> _Exercise details_:
Whenever a line of the listing contains the string "ceiling", return that line.

> _Materials provided_:
//! Double-buffered cellular flow kernel.
//!
//! Every step reads the `water` snapshot and accumulates transfers into the
//! `scratch` buffer. Capacity checks run against the write buffer so that a
//! cell is never filled past what it can hold, while each source only ever
//! spends what its snapshot contained.

use liquid_sandbox_core::{CellCoord, FlowTuning};

use crate::grid::LiquidGrid;

/// Result of a single flow step.
#[derive(Clone, Copy, Debug, Default, PartialEq, Eq)]
pub(crate) struct StepOutcome {
    pub(crate) transfers: u32,
}

/// Advances the grid by one flow step.
pub(crate) fn step(grid: &mut LiquidGrid, tuning: &FlowTuning) -> StepOutcome {
    let epsilon = tuning.min_water_transfer;
    let dry = epsilon.max(f32::MIN_POSITIVE);

    if grid.active.is_empty() {
        if !grid.rescan_pending {
            return StepOutcome::default();
        }
        grid.rescan_pending = false;
        for (index, amount) in grid.water.iter().enumerate() {
            if !grid.solid[index] && *amount >= dry {
                let _ = grid.active.insert(index);
            }
        }
        if grid.active.is_empty() {
            return StepOutcome::default();
        }
    }

    let worklist: Vec<usize> = std::mem::take(&mut grid.active).into_iter().collect();
    grid.scratch.copy_from_slice(&grid.water);

    let mut kernel = Kernel {
        grid: &mut *grid,
        tuning,
        epsilon,
        touched: Vec::new(),
        outcome: StepOutcome::default(),
    };
    for index in worklist {
        kernel.evaluate(index, dry);
    }
    let Kernel {
        touched, outcome, ..
    } = kernel;

    let ceiling = tuning.hard_capacity();
    for &index in &touched {
        let amount = grid.scratch[index];
        grid.scratch[index] = if amount.is_finite() {
            amount.clamp(0.0, ceiling)
        } else {
            0.0
        };
    }
    std::mem::swap(&mut grid.water, &mut grid.scratch);

    for index in touched {
        grid.wake(index);
    }
    outcome
}

struct Kernel<'a> {
    grid: &'a mut LiquidGrid,
    tuning: &'a FlowTuning,
    epsilon: f32,
    touched: Vec<usize>,
    outcome: StepOutcome,
}

impl Kernel<'_> {
    fn evaluate(&mut self, index: usize, dry: f32) {
        let Some(cell) = self.grid.geometry.cell_at(index) else {
            return;
        };
        if self.grid.solid[index] {
            return;
        }
        let amount = self.grid.water[index];
        if amount < dry {
            self.grid.settled[index] = true;
            return;
        }

        let transfers_before = self.outcome.transfers;
        let mut remaining = amount;

        let below = self.open_neighbour(cell, 0, -1);
        let mut resting = true;
        if let Some(below) = below {
            let capacity = self.capacity(below);
            let room = (capacity - self.grid.scratch[below]).max(0.0);
            let mut offered = remaining * self.tuning.flow_speed;
            if offered < self.epsilon || remaining - offered < self.epsilon {
                offered = remaining;
            }
            let flow = offered.min(room);
            if self.worth_moving(flow) {
                self.transfer(index, below, flow);
                remaining -= flow;
            }
            resting = self.grid.scratch[below] >= capacity * self.tuning.nearly_full_ratio;
        }

        if resting && self.tuning.enable_diagonal_flow && remaining >= dry {
            remaining -= self.flow_diagonally(cell, index, remaining);
        }

        if resting && remaining >= dry {
            remaining -= self.spread(cell, index, remaining);
        }

        if self.tuning.enable_pressure && remaining >= dry {
            self.relieve_pressure(cell, index, remaining);
        }

        if self.outcome.transfers == transfers_before {
            self.grid.settled[index] = true;
        }
    }

    fn flow_diagonally(&mut self, cell: CellCoord, index: usize, remaining: f32) -> f32 {
        let mut targets = [None, None];
        for (slot, side) in targets.iter_mut().zip([-1, 1]) {
            if self.open_neighbour(cell, side, 0).is_none() {
                continue;
            }
            let Some(diagonal) = self.open_neighbour(cell, side, -1) else {
                continue;
            };
            if self.headroom(diagonal) > 0.0 {
                *slot = Some(diagonal);
            }
        }
        let eligible = targets.iter().flatten().count();
        if eligible == 0 {
            return 0.0;
        }

        let share = remaining * self.tuning.diagonal_flow_rate / eligible as f32;
        let mut moved = 0.0;
        for target in targets.into_iter().flatten() {
            let flow = share.min(self.headroom(target));
            if self.worth_moving(flow) {
                self.transfer(index, target, flow);
                moved += flow;
            }
        }
        moved
    }

    fn spread(&mut self, cell: CellCoord, index: usize, mut remaining: f32) -> f32 {
        let source_capacity = self.capacity(index);
        let mut moved = 0.0;
        for side in [-1, 1] {
            let Some(neighbour) = self.open_neighbour(cell, side, 0) else {
                continue;
            };
            let neighbour_amount = self.grid.water[neighbour];
            if neighbour_amount >= remaining {
                continue;
            }
            let mut capacity = self.capacity(neighbour);
            if self.tuning.enable_pressure {
                capacity = capacity.max(source_capacity);
            }
            let room = (capacity - self.grid.scratch[neighbour]).max(0.0);
            let flow = ((remaining - neighbour_amount) * self.tuning.spread_rate * 0.5).min(room);
            if self.worth_moving(flow) {
                self.transfer(index, neighbour, flow);
                remaining -= flow;
                moved += flow;
            }
        }
        moved
    }

    fn relieve_pressure(&mut self, cell: CellCoord, index: usize, remaining: f32) {
        let Some(above) = self.open_neighbour(cell, 0, 1) else {
            return;
        };
        let difference = self.excess(index) - self.excess(above);
        if difference <= self.tuning.pressure_threshold {
            return;
        }
        let flow = (difference * self.tuning.pressure_push_rate)
            .min(self.headroom(above))
            .min(remaining * self.tuning.max_pressure_push_fraction);
        if self.worth_moving(flow) {
            self.transfer(index, above, flow);
        }
    }

    /// Water held beyond what the weight above justifies.
    fn excess(&self, index: usize) -> f32 {
        (self.grid.water[index] - self.capacity(index)).max(0.0)
    }

    fn capacity(&self, index: usize) -> f32 {
        let nominal = self.tuning.max_water_per_cell;
        if !self.tuning.enable_pressure {
            return nominal;
        }
        let bonus = self.weight_above(index) * self.tuning.pressure_compression;
        nominal + bonus.min(self.tuning.max_compression)
    }

    /// Sums the contiguous wet column above a cell, up to the scan depth.
    fn weight_above(&self, index: usize) -> f32 {
        let Some(mut cell) = self.grid.geometry.cell_at(index) else {
            return 0.0;
        };
        let dry = self.epsilon.max(f32::MIN_POSITIVE);
        let mut weight = 0.0;
        for _ in 0..self.tuning.pressure_scan_depth {
            let Some(above) = self.grid.geometry.offset(cell, 0, 1) else {
                break;
            };
            let Some(above_index) = self.grid.geometry.index(above) else {
                break;
            };
            let amount = self.grid.water[above_index];
            if self.grid.solid[above_index] || amount < dry {
                break;
            }
            weight += amount;
            cell = above;
        }
        weight
    }

    fn headroom(&self, index: usize) -> f32 {
        (self.capacity(index) - self.grid.scratch[index]).max(0.0)
    }

    fn open_neighbour(&self, cell: CellCoord, columns: i32, rows: i32) -> Option<usize> {
        let neighbour = self.grid.geometry.offset(cell, columns, rows)?;
        let index = self.grid.geometry.index(neighbour)?;
        if self.grid.solid[index] {
            None
        } else {
            Some(index)
        }
    }

    fn worth_moving(&self, flow: f32) -> bool {
        flow > 0.0 && flow >= self.epsilon
    }

    fn transfer(&mut self, from: usize, to: usize, amount: f32) {
        self.grid.scratch[from] -= amount;
        self.grid.scratch[to] += amount;
        self.touched.push(from);
        self.touched.push(to);
        self.outcome.transfers += 1;
    }
}

#[cfg(test)]
mod tests {
    use super::*;
    use glam::Vec2;
    use liquid_sandbox_core::GridGeometry;

    fn grid(columns: u32, rows: u32) -> LiquidGrid {
        LiquidGrid::new(GridGeometry::new(columns, rows, 1.0, Vec2::ZERO))
    }

    #[test]
    fn falling_water_reaches_the_floor() {
        let mut grid = grid(1, 4);
        let tuning = FlowTuning::default();
        let _ = grid.set_water(CellCoord::new(0, 3), 0.5, 1.0);

        for _ in 0..32 {
            let _ = step(&mut grid, &tuning);
        }

        assert!((grid.water(CellCoord::new(0, 0)) - 0.5).abs() < 1e-4);
        assert!(grid.active.is_empty());
    }

    #[test]
    fn empty_active_set_without_rescan_is_a_no_op() {
        let mut grid = grid(3, 3);
        grid.rescan_pending = false;
        let outcome = step(&mut grid, &FlowTuning::default());
        assert_eq!(outcome, StepOutcome::default());
    }

    #[test]
    fn rescan_discovers_untracked_water() {
        let mut grid = grid(1, 2);
        grid.water[1] = 0.4;
        grid.active.clear();
        grid.rescan_pending = true;

        let outcome = step(&mut grid, &FlowTuning::default());

        assert_eq!(outcome.transfers, 1);
        assert!(!grid.rescan_pending);
        assert!((grid.water[0] - 0.28).abs() < 1e-6);
    }

    #[test]
    fn pressure_pushes_overloaded_water_upward() {
        let mut grid = grid(1, 3);
        let tuning = FlowTuning {
            enable_pressure: true,
            ..FlowTuning::default()
        };
        grid.water[0] = 1.4;
        grid.active.clear();
        let _ = grid.active.insert(0);

        let _ = step(&mut grid, &tuning);

        assert!(grid.water[1] > 0.0);
        assert!((grid.water[0] + grid.water[1] - 1.4).abs() < 1e-5);
    }
}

> _Task response_:
    let ceiling = tuning.hard_capacity();
            amount.clamp(0.0, ceiling)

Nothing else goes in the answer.